*The data*.
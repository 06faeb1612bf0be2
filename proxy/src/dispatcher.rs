//! Opcode routing for relayed packets
//!
//! Packets from the backend and packets from the client are looked up in two
//! separate tables since the same opcode value means different things in each
//! direction. Anything not listed is forwarded untouched.

use crate::auth;
use crate::context::ProxyContext;
use crate::peer::{AuthStep, Peer};
use crate::remap::remap_active_objects;
use log::{debug, error, warn};
use shared::{to_client, to_server, Packet};
use std::sync::{Arc, Weak};
use tokio::sync::mpsc;
use tokio::task::JoinHandle;

/// Authentication packets a client may have waiting before more are dropped
const AUTH_QUEUE_LEN: usize = 4;

#[derive(Debug, Clone, Copy, PartialEq, Eq)]
pub enum Disposition {
    /// Send the (possibly rewritten) packet on to the destination
    Forward,
    /// Handled by the proxy, must not reach the destination
    Consumed,
}

/// Routes one packet travelling from `src` to `dst`, rewriting it in place
/// where needed.
pub async fn dispatch(
    ctx: &Arc<ProxyContext>,
    src: &Arc<Peer>,
    dst: &Arc<Peer>,
    pkt: &mut Packet,
) -> Disposition {
    let opcode = match pkt.opcode() {
        Some(opcode) => opcode,
        None => return Disposition::Forward,
    };

    if src.is_server() {
        from_server(dst, opcode, pkt)
    } else {
        from_client(ctx, src, opcode, pkt).await
    }
}

fn from_server(client: &Peer, opcode: u16, pkt: &mut Packet) -> Disposition {
    match opcode {
        to_client::ACTIVE_OBJECT_REMOVE_ADD => match remap_active_objects(client, &pkt.data) {
            Ok(data) => {
                pkt.data = data;
                Disposition::Forward
            }
            Err(e) => {
                warn!(
                    "Dropping malformed active object packet for {}: {}",
                    client.addr(),
                    e
                );
                Disposition::Consumed
            }
        },
        to_client::AUTH_ACCEPT => {
            client.set_logged_in();
            Disposition::Forward
        }
        _ => Disposition::Forward,
    }
}

async fn from_client(
    ctx: &Arc<ProxyContext>,
    client: &Arc<Peer>,
    opcode: u16,
    pkt: &Packet,
) -> Disposition {
    match opcode {
        to_server::INIT => {
            match shared::parse_init_name(&pkt.data) {
                Ok(name) => {
                    if !client.bind_username(&name) {
                        debug!("{} sent INIT again, keeping first name", client.addr());
                    }
                }
                Err(e) => warn!("Unreadable INIT from {}: {}", client.addr(), e),
            }
            Disposition::Forward
        }
        to_server::CHAT_MESSAGE => {
            let msg = match shared::parse_chat_message(&pkt.data) {
                Ok(msg) => msg,
                Err(e) => {
                    debug!("Unreadable chat message from {}: {}", client.addr(), e);
                    return Disposition::Forward;
                }
            };

            if ctx.hooks().on_chat(client, &msg).await {
                Disposition::Consumed
            } else {
                Disposition::Forward
            }
        }
        to_server::CLIENT_READY => {
            spawn_join(ctx, client);
            Disposition::Forward
        }
        to_server::FIRST_SRP | to_server::SRP_BYTES_A | to_server::SRP_BYTES_M => {
            // Before login these belong to the backend's own handshake
            if !client.is_logged_in() {
                return Disposition::Forward;
            }
            queue_auth_step(ctx, client, opcode, pkt.data.clone());
            Disposition::Consumed
        }
        _ => Disposition::Forward,
    }
}

/// Runs the join hook detached, logging its failure or panic
fn spawn_join(ctx: &Arc<ProxyContext>, client: &Arc<Peer>) -> JoinHandle<()> {
    let hooks = ctx.hooks().clone();
    let peer = client.clone();
    let addr = client.addr();

    let task = tokio::spawn(async move { hooks.on_join(peer).await });
    tokio::spawn(async move {
        match task.await {
            Ok(Ok(())) => {}
            Ok(Err(e)) => error!("Join handler for {} failed: {}", addr, e),
            Err(e) => error!("Join handler for {} aborted: {}", addr, e),
        }
    })
}

/// Handshake steps wait for client acknowledgements, so they run off the
/// relay task. Each client gets one worker that runs its steps in arrival
/// order.
fn queue_auth_step(ctx: &Arc<ProxyContext>, client: &Arc<Peer>, opcode: u16, data: Vec<u8>) {
    let steps = client
        .auth_steps()
        .get_or_init(|| spawn_auth_worker(ctx.clone(), Arc::downgrade(client)));

    if let Err(e) = steps.try_send((opcode, data)) {
        warn!(
            "Dropping authentication step {:#04x} from {}: {}",
            opcode,
            client.addr(),
            e
        );
    }
}

// The worker only holds the peer while a step runs, so it ends once the
// session is gone and the sender with it.
fn spawn_auth_worker(ctx: Arc<ProxyContext>, client: Weak<Peer>) -> mpsc::Sender<AuthStep> {
    let (tx, mut rx) = mpsc::channel::<AuthStep>(AUTH_QUEUE_LEN);

    tokio::spawn(async move {
        while let Some((opcode, data)) = rx.recv().await {
            let client = match client.upgrade() {
                Some(client) => client,
                None => break,
            };
            run_auth_step(&ctx, &client, opcode, &data).await;
        }
    });
    tx
}

async fn run_auth_step(ctx: &ProxyContext, client: &Peer, opcode: u16, data: &[u8]) {
    let result = match opcode {
        to_server::FIRST_SRP => auth::handle_first_srp(ctx, client, data).await,
        to_server::SRP_BYTES_A => auth::handle_srp_bytes_a(ctx, client, data).await,
        _ => auth::handle_srp_bytes_m(ctx, client, data).await,
    };

    if let Err(e) = result {
        warn!(
            "Authentication step {:#04x} from {} at {} failed: {}",
            opcode,
            client.username().unwrap_or("<unnamed>"),
            client.addr(),
            e
        );
    }
}
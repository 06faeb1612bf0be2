//! Password authentication handshake and the sudo-mode gate
//!
//! ```text
//! Unauthenticated --INIT--> AwaitingEphemeral --SRP_BYTES_A--> AwaitingProof
//!                                                                   |
//!                      proof ok: Authenticated + sudo mode  <-------+
//!                      proof bad: back to the state before A, deny
//! ```
//!
//! Sudo mode is one-shot: FIRST_SRP (password change) is only honoured while
//! it is set and consumes it. Every outgoing handshake message is sent with
//! [`Peer::send_acked`], so a step does not return before the client has
//! acknowledged it.

use crate::context::ProxyContext;
use crate::credential;
use crate::error::AuthError;
use crate::peer::Peer;
use crate::provider;
use crate::srp;
use log::{info, warn};
use shared::Packet;
use subtle::ConstantTimeEq;

#[derive(Debug, Clone, Copy, PartialEq, Eq, Default)]
pub enum AuthState {
    /// No player name bound yet
    #[default]
    Unauthenticated,
    AwaitingEphemeral,
    /// Salt and server ephemeral sent, waiting for the client proof
    AwaitingProof,
    Authenticated,
}

/// Key exchange values kept between SRP_BYTES_A and SRP_BYTES_M
#[derive(Clone)]
pub struct AuthSession {
    pub salt: Vec<u8>,
    pub client_public: Vec<u8>,
    pub server_public: Vec<u8>,
    pub shared_key: Vec<u8>,
    /// State to return to once the exchange is over
    resume: AuthState,
}

impl std::fmt::Debug for AuthSession {
    fn fmt(&self, f: &mut std::fmt::Formatter<'_>) -> std::fmt::Result {
        f.debug_struct("AuthSession")
            .field("resume", &self.resume)
            .finish_non_exhaustive()
    }
}

#[derive(Debug, Default)]
pub struct AuthContext {
    pub(crate) state: AuthState,
    pub(crate) session: Option<AuthSession>,
    pub(crate) sudo_mode: bool,
}

/// Constant-time proof comparison
pub fn proofs_match(supplied: &[u8], expected: &[u8]) -> bool {
    supplied.ct_eq(expected).into()
}

fn username(peer: &Peer) -> Result<String, AuthError> {
    peer.username()
        .map(str::to_string)
        .ok_or(AuthError::NoUsername)
}

/// FIRST_SRP: stores a new salt and verifier for the peer's account
pub async fn handle_first_srp(ctx: &ProxyContext, peer: &Peer, data: &[u8]) -> Result<(), AuthError> {
    let name = username(peer)?;
    if !peer.sudo_mode() {
        warn!(
            "User {} at {} did not enter sudo mode before attempting to change the password",
            name,
            peer.addr()
        );
        return Err(AuthError::NotInSudoMode);
    }

    let first = shared::parse_first_srp(data)?;
    let encoded = credential::encode(first.salt, first.verifier);
    peer.auth().sudo_mode = false;

    let account = name.clone();
    provider::run_blocking(ctx.provider(), move |p| p.set_password(&account, &encoded)).await?;

    info!("User {} at {} changed their password", name, peer.addr());
    Ok(())
}

/// SRP_BYTES_A: answers the client's ephemeral value with salt and B
pub async fn handle_srp_bytes_a(ctx: &ProxyContext, peer: &Peer, data: &[u8]) -> Result<(), AuthError> {
    if peer.sudo_mode() {
        return Err(AuthError::AlreadyInSudoMode);
    }
    let name = username(peer)?;
    let client_public = shared::parse_srp_bytes_a(data)?.to_vec();

    let account = name.clone();
    let stored = provider::run_blocking(ctx.provider(), move |p| p.password(&account)).await?;
    let (salt, verifier) = match stored {
        Some(stored) if !stored.is_empty() => credential::decode(&stored)?,
        _ => return Err(AuthError::NoCredential(name)),
    };

    let (server_public, shared_key) = srp::server_handshake(&client_public, &verifier)?;
    let reply = shared::srp_bytes_s_b(&salt, &server_public)?;

    {
        let mut auth = peer.auth();
        let resume = match (&auth.session, auth.state) {
            (Some(previous), AuthState::AwaitingProof) => previous.resume,
            (_, state) => state,
        };
        auth.session = Some(AuthSession {
            salt,
            client_public,
            server_public,
            shared_key,
            resume,
        });
        auth.state = AuthState::AwaitingProof;
    }

    peer.send_acked(Packet::new(reply), ctx.ack_timeout()).await?;
    Ok(())
}

/// SRP_BYTES_M: verifies the client proof and grants or denies sudo mode
pub async fn handle_srp_bytes_m(ctx: &ProxyContext, peer: &Peer, data: &[u8]) -> Result<(), AuthError> {
    if peer.sudo_mode() {
        return Err(AuthError::AlreadyInSudoMode);
    }
    let name = username(peer)?;
    let proof = shared::parse_srp_bytes_m(data)?;

    let session = {
        let mut auth = peer.auth();
        if auth.state != AuthState::AwaitingProof {
            return Err(AuthError::NoSession);
        }
        auth.session.take().ok_or(AuthError::NoSession)?
    };

    let expected = srp::calculate_m(
        &name,
        &session.salt,
        &session.client_public,
        &session.server_public,
        &session.shared_key,
    );
    let verified = proofs_match(proof, &expected);

    {
        let mut auth = peer.auth();
        if verified {
            auth.state = AuthState::Authenticated;
            auth.sudo_mode = true;
        } else {
            auth.state = session.resume;
        }
    }

    let reply = if verified {
        info!("User {} at {} entered sudo mode", name, peer.addr());
        shared::accept_sudo_mode()
    } else {
        warn!(
            "User {} at {} supplied wrong password for sudo mode",
            name,
            peer.addr()
        );
        shared::deny_sudo_mode()
    };

    peer.send_acked(Packet::new(reply), ctx.ack_timeout()).await?;
    Ok(())
}
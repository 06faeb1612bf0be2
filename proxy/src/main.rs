use clap::Parser;
use log::{error, info};
use proxy::config::Config;
use proxy::context::ProxyContext;
use proxy::listener::Listener;
use std::sync::Arc;

#[tokio::main]
async fn main() -> Result<(), Box<dyn std::error::Error>> {
    env_logger::init();

    if std::env::var("RUST_LOG").is_err() {
        eprintln!("Set RUST_LOG=info for detailed logging");
    }

    let config = Config::parse();
    let ctx = ProxyContext::init(&config)?;
    let listener = Arc::new(Listener::bind(&config, Arc::clone(&ctx)).await?);

    let mut runner = {
        let listener = Arc::clone(&listener);
        tokio::spawn(async move { listener.run().await })
    };

    tokio::select! {
        result = &mut runner => {
            match result {
                Ok(Ok(())) => {}
                Ok(Err(e)) => error!("Listener failed: {}", e),
                Err(e) => error!("Listener task panicked: {}", e),
            }
        }
        _ = tokio::signal::ctrl_c() => {
            info!("Received Ctrl+C, shutting down gracefully...");
            listener.shutdown().await;
            if let Err(e) = runner.await {
                error!("Listener task panicked: {}", e);
            }
        }
    }

    ctx.provider().close()?;
    info!("Proxy stopped");
    Ok(())
}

*Directions*.
Where does the word "return" appear in the material above? Copy every line that holds it.

*Task response*.
        None => return Disposition::Forward,
                    return Disposition::Forward;
                return Disposition::Forward;
//! [`Peer::send_acked`], so a step does not return before the client has
    /// State to return to once the exchange is over
        return Err(AuthError::NotInSudoMode);
        return Err(AuthError::AlreadyInSudoMode);
        _ => return Err(AuthError::NoCredential(name)),
        return Err(AuthError::AlreadyInSudoMode);
            return Err(AuthError::NoSession);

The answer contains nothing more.